One of the voices came closer and Blake felt the tip of a boot nudge his hip none too gently. “It’s a human. What is he wearing? That’s no Alliance uniform.”
“It’s what he had on when we found him.”
Blake tried again to open his eyes and got one eyelid up, though his hair had fallen over his forehead and indeed over most of his face. It must have been because he’d been carried upside down. They had left him his mask, though, so he drew in a deep breath to try to speak, when a rough hand suddenly ripped that away too.
“Who are you? What were you doing in our airspace? Are you a spy for the Alliance?”
The words were Earthan, spoken with a thick Tygerian accent. Blake looked up through the strands of his hair and could see the man more clearly now as he leaned over him, a feral expression on his wild and handsome face, the harsh lines of his mouth turned down in a frown and his long, reddish-gold hair falling in a thick mane around his shoulders. But instead of the familiar and well-loved amber eyes he was used to, these eyes were a brilliant blue. Too shocked at first to speak, Blake simply stared at him, at a total loss for words.

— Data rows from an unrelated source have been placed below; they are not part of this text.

//! Buffered, non-blocking unix socket carrying wire messages

use std::collections::VecDeque;
use std::io::{ErrorKind, IoSlice, IoSliceMut, Result as IoResult};
use std::mem::MaybeUninit;
use std::os::unix::io::{AsFd, AsRawFd, BorrowedFd, OwnedFd, RawFd};
use std::os::unix::net::UnixStream;
use std::slice;

use rustix::io::retry_on_intr;
use rustix::net::{
    recvmsg, send, sendmsg, RecvAncillaryBuffer, RecvAncillaryMessage, RecvFlags,
    SendAncillaryBuffer, SendAncillaryMessage, SendFlags,
};

use crate::protocol::{ArgumentType, Message};
use crate::wire::{parse_message, write_to_buffers, MessageParseError, MessageWriteError};

/// Most fds a single `sendmsg` may carry
pub const MAX_FDS_OUT: usize = 28;
/// Most bytes a single `sendmsg` may carry
pub const MAX_BYTES_OUT: usize = 4096;
/// Most bytes queued for a peer that does not read
pub const MAX_BUFFERED_OUT: usize = 1024 * 1024;

/// A unix stream used with `MSG_DONTWAIT` on every call
#[derive(Debug)]
pub struct Socket {
    stream: UnixStream,
}

impl Socket {
    /// Send bytes and fds in one socket message.
    ///
    /// `bytes` must not exceed [`MAX_BYTES_OUT`] nor `fds` [`MAX_FDS_OUT`].
    pub fn send_msg(&self, bytes: &[u8], fds: &[OwnedFd]) -> IoResult<usize> {
        let flags = SendFlags::DONTWAIT | SendFlags::NOSIGNAL;

        if fds.is_empty() {
            return Ok(retry_on_intr(|| send(self, bytes, flags))?);
        }
        let iov = [IoSlice::new(bytes)];
        let mut cmsg_space = vec![MaybeUninit::uninit(); rustix::cmsg_space!(ScmRights(fds.len()))];
        let mut cmsg_buffer = SendAncillaryBuffer::new(&mut cmsg_space);
        // OwnedFd and BorrowedFd share their representation
        let fds = unsafe { slice::from_raw_parts(fds.as_ptr() as *const BorrowedFd, fds.len()) };
        cmsg_buffer.push(SendAncillaryMessage::ScmRights(fds));
        Ok(retry_on_intr(|| sendmsg(self, &iov, &mut cmsg_buffer, flags))?)
    }

    /// Receive one socket message into `buffer`, queueing received fds.
    ///
    /// Returns the number of bytes read, fails with `WouldBlock` when nothing is pending.
    pub fn rcv_msg(&self, buffer: &mut [u8], fds: &mut VecDeque<OwnedFd>) -> IoResult<usize> {
        let flags = RecvFlags::DONTWAIT | RecvFlags::CMSG_CLOEXEC;

        let mut cmsg_space = [MaybeUninit::uninit(); rustix::cmsg_space!(ScmRights(MAX_FDS_OUT))];
        let mut cmsg_buffer = RecvAncillaryBuffer::new(&mut cmsg_space);
        let mut iov = [IoSliceMut::new(buffer)];
        let msg = retry_on_intr(|| recvmsg(&self.stream, &mut iov[..], &mut cmsg_buffer, flags))?;

        fds.extend(
            cmsg_buffer
                .drain()
                .filter_map(|cmsg| match cmsg {
                    RecvAncillaryMessage::ScmRights(fds) => Some(fds),
                    _ => None,
                })
                .flatten(),
        );
        Ok(msg.bytes)
    }
}

impl From<UnixStream> for Socket {
    fn from(stream: UnixStream) -> Self {
        Self { stream }
    }
}

impl AsFd for Socket {
    fn as_fd(&self) -> BorrowedFd<'_> {
        self.stream.as_fd()
    }
}

impl AsRawFd for Socket {
    fn as_raw_fd(&self) -> RawFd {
        self.stream.as_raw_fd()
    }
}

/// A [`Socket`] with incoming and outgoing buffers, speaking in [`Message`]s
///
/// Outgoing messages are only queued, [`BufferedSocket::flush`] pushes them to the
/// socket. Nothing in here ever blocks.
#[derive(Debug)]
pub struct BufferedSocket {
    socket: Socket,
    in_data: Buffer<u8>,
    in_fds: VecDeque<OwnedFd>,
    out_data: Buffer<u8>,
    out_fds: Vec<OwnedFd>,
}

impl BufferedSocket {
    /// Wrap a socket
    pub fn new(socket: Socket) -> Self {
        Self {
            socket,
            // room for a full socket message plus a partially parsed leftover
            in_data: Buffer::new(2 * MAX_BYTES_OUT),
            in_fds: VecDeque::new(),
            out_data: Buffer::new(MAX_BYTES_OUT),
            out_fds: Vec::new(),
        }
    }

    /// Whether queued outgoing data is waiting for a flush
    pub fn has_pending_output(&self) -> bool {
        !self.out_data.get_contents().is_empty()
    }

    /// Push as much of the outgoing buffer as the socket accepts.
    ///
    /// Fails with `WouldBlock` if the peer is not reading, the rest of the data
    /// stays queued.
    pub fn flush(&mut self) -> IoResult<()> {
        let bytes = self.out_data.get_contents();
        let mut written_bytes = 0;
        let mut written_fds = 0;
        let mut ret = Ok(());
        while written_bytes < bytes.len() {
            let mut chunk = &bytes[written_bytes..];
            let mut chunk_fds = &self.out_fds[written_fds..];
            if chunk_fds.len() > MAX_FDS_OUT {
                // attach overflowing fds to single bytes, like libwayland does
                chunk = &chunk[..1];
                chunk_fds = &chunk_fds[..MAX_FDS_OUT];
            }
            if chunk.len() > MAX_BYTES_OUT {
                chunk = &chunk[..MAX_BYTES_OUT];
            }
            match self.socket.send_msg(chunk, chunk_fds) {
                Ok(count) => {
                    written_bytes += count;
                    written_fds += chunk_fds.len();
                    if count == 0 {
                        break;
                    }
                }
                Err(error) => {
                    ret = Err(error);
                    break;
                }
            }
        }
        self.out_data.offset(written_bytes);
        self.out_data.move_to_front();
        self.out_fds.drain(..written_fds);
        ret
    }

    fn attempt_write_message(&mut self, msg: &Message<u32, RawFd>) -> IoResult<bool> {
        match write_to_buffers(msg, self.out_data.get_writable_storage(), &mut self.out_fds) {
            Ok(bytes_out) => {
                self.out_data.advance(bytes_out);
                Ok(true)
            }
            Err(MessageWriteError::BufferTooSmall) => Ok(false),
            Err(MessageWriteError::DupFdFailed(e)) => Err(e),
        }
    }

    /// Queue a message, flushing first if the outgoing buffer is full.
    ///
    /// A peer that does not read is not an error here: the buffer grows up to
    /// [`MAX_BUFFERED_OUT`] bytes, past that the message is refused with `E2BIG`.
    pub fn write_message(&mut self, msg: &Message<u32, RawFd>) -> IoResult<()> {
        if self.attempt_write_message(msg)? {
            return Ok(());
        }
        if let Err(e) = self.flush() {
            if e.kind() != ErrorKind::WouldBlock {
                return Err(e);
            }
        }
        while !self.attempt_write_message(msg)? {
            // the peer is slow, keep its events queued instead of waiting on it
            if self.out_data.capacity() >= MAX_BUFFERED_OUT {
                return Err(rustix::io::Errno::TOOBIG.into());
            }
            self.out_data.grow(MAX_BYTES_OUT);
        }
        Ok(())
    }

    /// Read whatever the socket has into the incoming buffers.
    ///
    /// A closed peer is reported as `EPIPE`.
    pub fn fill_incoming_buffers(&mut self) -> IoResult<()> {
        self.in_data.move_to_front();
        let in_bytes = self.socket.rcv_msg(self.in_data.get_writable_storage(), &mut self.in_fds)?;
        if in_bytes == 0 {
            return Err(rustix::io::Errno::PIPE.into());
        }
        self.in_data.advance(in_bytes);
        Ok(())
    }

    /// Decode the next buffered message.
    ///
    /// `signature` maps a sender id and opcode to the argument types of that
    /// message, `None` marks the message as malformed.
    pub fn read_one_message<F>(
        &mut self,
        mut signature: F,
    ) -> Result<Message<u32, OwnedFd>, MessageParseError>
    where
        F: FnMut(u32, u16) -> Option<&'static [ArgumentType]>,
    {
        let data = self.in_data.get_contents();
        if data.len() < 8 {
            return Err(MessageParseError::MissingData);
        }
        let object_id = u32::from_ne_bytes([data[0], data[1], data[2], data[3]]);
        let word_2 = u32::from_ne_bytes([data[4], data[5], data[6], data[7]]);
        let opcode = (word_2 & 0x0000_FFFF) as u16;
        let sig = signature(object_id, opcode).ok_or(MessageParseError::Malformed)?;
        let (msg, rest) = parse_message(data, sig, &mut self.in_fds)?;
        let consumed = data.len() - rest.len();
        self.in_data.offset(consumed);
        Ok(msg)
    }
}

impl AsRawFd for BufferedSocket {
    fn as_raw_fd(&self) -> RawFd {
        self.socket.as_raw_fd()
    }
}

impl AsFd for BufferedSocket {
    fn as_fd(&self) -> BorrowedFd<'_> {
        self.socket.as_fd()
    }
}

#[derive(Debug)]
struct Buffer<T: Copy> {
    storage: Vec<T>,
    occupied: usize,
    offset: usize,
}

impl<T: Copy + Default> Buffer<T> {
    fn new(size: usize) -> Self {
        Self { storage: vec![T::default(); size], occupied: 0, offset: 0 }
    }

    /// Mark `count` more elements as written
    fn advance(&mut self, count: usize) {
        self.occupied += count;
    }

    /// Mark `count` more elements as read
    fn offset(&mut self, count: usize) {
        self.offset += count;
    }

    /// Written but not yet read elements
    fn get_contents(&self) -> &[T] {
        &self.storage[self.offset..self.occupied]
    }

    fn capacity(&self) -> usize {
        self.storage.len()
    }

    fn grow(&mut self, additional: usize) {
        self.storage.resize(self.storage.len() + additional, T::default());
    }

    fn get_writable_storage(&mut self) -> &mut [T] {
        &mut self.storage[self.occupied..]
    }

    /// Move unread contents to the start of the storage
    fn move_to_front(&mut self) {
        if self.occupied > self.offset {
            self.storage.copy_within(self.offset..self.occupied, 0)
        }
        self.occupied -= self.offset;
        self.offset = 0;
    }
}

#[cfg(test)]
mod tests {
    use super::*;
    use crate::message;
    use crate::protocol::{AllowNull, Argument};
    use std::ffi::CString;

    fn pair() -> (BufferedSocket, BufferedSocket) {
        let (a, b) = UnixStream::pair().unwrap();
        (BufferedSocket::new(Socket::from(a)), BufferedSocket::new(Socket::from(b)))
    }

    const SIG: &[ArgumentType] = &[ArgumentType::Uint, ArgumentType::Str(AllowNull::No)];

    #[test]
    fn write_read_cycle() {
        let (mut client, mut server) = pair();
        for i in 0..3u32 {
            let msg: Message<u32, RawFd> = message!(
                7,
                1,
                [Argument::Uint(i), Argument::Str(Some(Box::new(CString::new("日本語").unwrap())))],
            );
            client.write_message(&msg).unwrap();
        }
        assert!(client.has_pending_output());
        client.flush().unwrap();
        assert!(!client.has_pending_output());

        server.fill_incoming_buffers().unwrap();
        for i in 0..3u32 {
            let msg = server.read_one_message(|_, _| Some(SIG)).unwrap();
            assert_eq!(msg.sender_id, 7);
            assert_eq!(msg.opcode, 1);
            assert_eq!(msg.args[0], Argument::Uint(i));
        }
        assert_eq!(server.read_one_message(|_, _| Some(SIG)).unwrap_err(), MessageParseError::MissingData);
    }

    #[test]
    fn empty_socket_would_block() {
        let (_client, mut server) = pair();
        let err = server.fill_incoming_buffers().unwrap_err();
        assert_eq!(err.kind(), ErrorKind::WouldBlock);
    }

    #[test]
    fn closed_peer_is_epipe() {
        let (client, mut server) = pair();
        drop(client);
        let err = server.fill_incoming_buffers().unwrap_err();
        assert_eq!(err.raw_os_error(), Some(rustix::io::Errno::PIPE.raw_os_error()));
    }

    #[test]
    fn unknown_signature_is_malformed() {
        let (mut client, mut server) = pair();
        let msg: Message<u32, RawFd> = message!(7, 3, [Argument::Uint(1)]);
        client.write_message(&msg).unwrap();
        client.flush().unwrap();
        server.fill_incoming_buffers().unwrap();
        assert_eq!(server.read_one_message(|_, _| None).unwrap_err(), MessageParseError::Malformed);
    }

    #[test]
    fn writes_never_block_on_a_stalled_peer() {
        let (mut server, _client) = pair();
        let payload = CString::new("x".repeat(1000)).unwrap();
        // more than the kernel socket buffer, the peer never reads
        for _ in 0..600 {
            let msg: Message<u32, RawFd> =
                message!(1, 0, [Argument::Uint(0), Argument::Str(Some(Box::new(payload.clone())))]);
            server.write_message(&msg).unwrap();
        }
        assert_eq!(server.flush().unwrap_err().kind(), ErrorKind::WouldBlock);
        assert!(server.has_pending_output());
    }
}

“Answer me, I said! Who are you?” The man swiped an impatient hand over the hair falling across Blake’s face and practically growled the words down at him.
“D-Davos?” Blake cried as he finally found his voice.
Davos drew back in surprise and looked his face over intently, his gaze lingering for a brief moment on Blake’s mouth. Then he grunted in surprise and spoke to him in that strongly accented Earthan. “How do you know my name? Answer me! Are you a spy?” He gripped Blake’s shoulder and shook him hard. “Tell me your name! Who are you, human?”